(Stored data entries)
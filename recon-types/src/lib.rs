//! Core type definitions for the reconciliation engine.
//!
//! This crate defines the data model shared by every other crate:
//! - [`Record`] and [`Field`], a generic tagged tree standing in for any
//!   structured record (built explicitly or through the JSON adapter)
//! - [`Value`], the closed scalar variant carried by leaves and differences
//! - [`FieldPath`], the dotted address of a leaf
//! - [`Difference`] and [`DifferenceKind`], one detected mismatch or missing row
//! - [`Side`] and [`RunId`] for correlation bookkeeping
//!
//! Nothing here knows about any particular wire format or schema; schemas are
//! described by policies in `recon-compare`.

mod difference;
mod ids;
mod path;
mod record;
mod value;

pub use difference::{Difference, DifferenceKind, Side, MISSING_ROW_PATH};
pub use ids::RunId;
pub use path::FieldPath;
pub use record::{Field, Record};
pub use value::Value;

/// Result type alias using the crate's error type.
pub type Result<T> = std::result::Result<T, Error>;

/// Errors that can occur in type operations.
#[derive(Debug, thiserror::Error)]
pub enum Error {
    #[error("serialization error: {0}")]
    Serialization(#[from] serde_json::Error),

    #[error("expected a JSON object at the record root, found {0}")]
    NotAnObject(&'static str),

    #[error("invalid difference kind: {0}")]
    InvalidDifferenceKind(String),

    #[error("invalid UUID: {0}")]
    InvalidUuid(#[from] uuid::Error),
}
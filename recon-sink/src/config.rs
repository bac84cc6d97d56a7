use serde::{Deserialize, Serialize};
use std::path::PathBuf;
use std::time::Duration;

/// Configuration for a [`crate::DiffSink`].
#[derive(Debug, Clone, PartialEq, Eq, Serialize, Deserialize)]
#[serde(default)]
pub struct SinkConfig {
    /// Directory receiving one report file per schema.
    pub output_dir: PathBuf,
    /// How long a writer waits on its queue before checking idleness.
    pub poll_interval_ms: u64,
    /// Idle time after which a writer retires. `None` keeps writers open
    /// until shutdown.
    pub idle_close_ms: Option<u64>,
    /// Upper bound on how long shutdown waits for each writer to drain.
    pub drain_deadline_ms: u64,
}

impl Default for SinkConfig {
    fn default() -> Self {
        Self {
            output_dir: PathBuf::from("."),
            poll_interval_ms: 5_000,
            idle_close_ms: None,
            drain_deadline_ms: 30_000,
        }
    }
}

impl SinkConfig {
    /// Default configuration writing into `output_dir`.
    #[must_use]
    pub fn new(output_dir: impl Into<PathBuf>) -> Self {
        Self {
            output_dir: output_dir.into(),
            ..Self::default()
        }
    }

    #[must_use]
    pub fn with_poll_interval_ms(mut self, ms: u64) -> Self {
        self.poll_interval_ms = ms;
        self
    }

    #[must_use]
    pub fn with_idle_close_ms(mut self, ms: u64) -> Self {
        self.idle_close_ms = Some(ms);
        self
    }

    #[must_use]
    pub fn with_drain_deadline_ms(mut self, ms: u64) -> Self {
        self.drain_deadline_ms = ms;
        self
    }

    pub fn poll_interval(&self) -> Duration {
        Duration::from_millis(self.poll_interval_ms.max(1))
    }

    pub fn idle_close(&self) -> Option<Duration> {
        self.idle_close_ms.map(Duration::from_millis)
    }

    pub fn drain_deadline(&self) -> Duration {
        Duration::from_millis(self.drain_deadline_ms)
    }
}
use crate::error::{CompareError, CompareResult};
use crate::flatten::flatten_excluding;
use crate::numeric;
use crate::policy::SchemaPolicy;
use recon_types::{Difference, FieldPath, Record, Value};
use std::collections::{HashMap, HashSet};
use tracing::trace;

/// Decides field-by-field equivalence of two same-keyed records.
#[derive(Debug, Clone)]
pub struct FieldComparator {
    policy: SchemaPolicy,
}

impl FieldComparator {
    pub fn new(policy: SchemaPolicy) -> Self {
        Self { policy }
    }

    pub fn policy(&self) -> &SchemaPolicy {
        &self.policy
    }

    /// Compares two records, deriving the primary key from each through the
    /// policy. Both must yield the same key.
    pub fn compare(&self, left: &Record, right: &Record) -> CompareResult<Vec<Difference>> {
        let left_key = self
            .policy
            .primary_key_of(left)
            .ok_or(CompareError::MissingPrimaryKey)?;
        let right_key = self
            .policy
            .primary_key_of(right)
            .ok_or(CompareError::MissingPrimaryKey)?;
        if left_key != right_key {
            return Err(CompareError::KeyMismatch {
                left: left_key,
                right: right_key,
            });
        }
        Ok(self.compare_keyed(&left_key, left, right))
    }

    /// Compares two records already known to share `key`.
    ///
    /// Paths are visited in left-record order, then right-only paths in
    /// right-record order. A path missing on one side compares against
    /// [`Value::Absent`].
    pub fn compare_keyed(&self, key: &str, left: &Record, right: &Record) -> Vec<Difference> {
        let ignore = self.policy.fields_to_ignore();
        let left_flat = flatten_excluding(left, ignore);
        let right_flat = flatten_excluding(right, ignore);

        let right_index: HashMap<&str, &Value> = right_flat
            .iter()
            .map(|(path, value)| (path.as_str(), value))
            .collect();
        let mut visited: HashSet<&str> = HashSet::with_capacity(left_flat.len());
        let absent = Value::Absent;
        let mut diffs = Vec::new();

        for (path, left_value) in &left_flat {
            visited.insert(path.as_str());
            let right_value = right_index.get(path.as_str()).copied().unwrap_or(&absent);
            self.check(key, path, left_value, right_value, &mut diffs);
        }
        for (path, right_value) in &right_flat {
            if !visited.contains(path.as_str()) {
                self.check(key, path, &absent, right_value, &mut diffs);
            }
        }
        diffs
    }

    /// Applies the equality rule for `path`: custom predicate, then numeric
    /// rounding, then exact equality.
    pub fn values_match(&self, path: &str, left: &Value, right: &Value) -> bool {
        if let Some(predicate) = self.policy.custom_predicate(path) {
            return predicate(left, right);
        }
        if left.is_numeric() && right.is_numeric() {
            return numeric::numbers_equal(
                left,
                right,
                self.policy.decimal_precision(path),
                self.policy.rounding(),
            );
        }
        left == right
    }

    fn check(
        &self,
        key: &str,
        path: &FieldPath,
        left: &Value,
        right: &Value,
        diffs: &mut Vec<Difference>,
    ) {
        if !self.values_match(path.as_str(), left, right) {
            trace!(
                key,
                path = %path,
                left = left.type_name(),
                right = right.type_name(),
                "field mismatch"
            );
            diffs.push(Difference::value_mismatch(key, path, left.clone(), right.clone()));
        }
    }
}
//! Error types for record comparison.

use thiserror::Error;

/// Result type for comparison operations.
pub type CompareResult<T> = Result<T, CompareError>;

/// Errors that can occur while comparing a pair of records.
#[derive(Debug, Error)]
pub enum CompareError {
    /// The policy could not extract a primary key from a record.
    #[error("record has no usable primary key")]
    MissingPrimaryKey,

    /// The two records do not share a primary key.
    #[error("primary keys differ: {left} vs {right}")]
    KeyMismatch { left: String, right: String },
}
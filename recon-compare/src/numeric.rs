//! Numeric tolerance.
//!
//! Two numbers are equal at precision `p` when both reduce to the same
//! `p`-digit fixed-scale string. Reduction is done on exact decimals so
//! binary float noise never decides the outcome.

use recon_types::Value;
use rust_decimal::{Decimal, RoundingStrategy};
use serde::{Deserialize, Serialize};

/// Largest scale a decimal can carry; higher precisions are clamped.
pub const MAX_PRECISION: u32 = 28;

/// How a number is reduced to the configured precision.
#[derive(Debug, Clone, Copy, PartialEq, Eq, Default, Serialize, Deserialize)]
#[serde(rename_all = "snake_case")]
pub enum Rounding {
    /// Round half-up: midpoints move away from zero (`2.345` → `2.35`).
    #[default]
    HalfUp,
    /// Drop the extra digits (`12.345678` → `12.3456`).
    Truncate,
}

impl Rounding {
    fn strategy(self) -> RoundingStrategy {
        match self {
            Rounding::HalfUp => RoundingStrategy::MidpointAwayFromZero,
            Rounding::Truncate => RoundingStrategy::ToZero,
        }
    }
}

/// Reduces a numeric value to `digits` fractional digits and renders it with
/// exactly that many digits. Returns `None` for values that have no decimal
/// form (non-numeric, NaN, infinities, out of range).
pub fn round_to(value: &Value, digits: u32, rounding: Rounding) -> Option<String> {
    let digits = digits.min(MAX_PRECISION);
    let mut rounded = value
        .to_decimal()?
        .round_dp_with_strategy(digits, rounding.strategy());
    if rounded.is_zero() {
        rounded = Decimal::ZERO;
    }
    Some(format!("{:.*}", digits as usize, rounded))
}

/// [`round_to`] with [`Rounding::HalfUp`].
pub fn round_half_up(value: &Value, digits: u32) -> Option<String> {
    round_to(value, digits, Rounding::HalfUp)
}

/// Compares two numbers at `digits` precision.
///
/// Falls back to comparing the plain text forms when either value has no
/// decimal form, so `NaN` matches `NaN` and `inf` matches `inf`.
pub fn numbers_equal(a: &Value, b: &Value, digits: u32, rounding: Rounding) -> bool {
    match (round_to(a, digits, rounding), round_to(b, digits, rounding)) {
        (Some(x), Some(y)) => x == y,
        _ => a.to_string() == b.to_string(),
    }
}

What is expected
If a line in the records holds the string "SchemaPolicy", copy it.

Response
use crate::policy::SchemaPolicy;
    policy: SchemaPolicy,
    pub fn new(policy: SchemaPolicy) -> Self {
    pub fn policy(&self) -> &SchemaPolicy {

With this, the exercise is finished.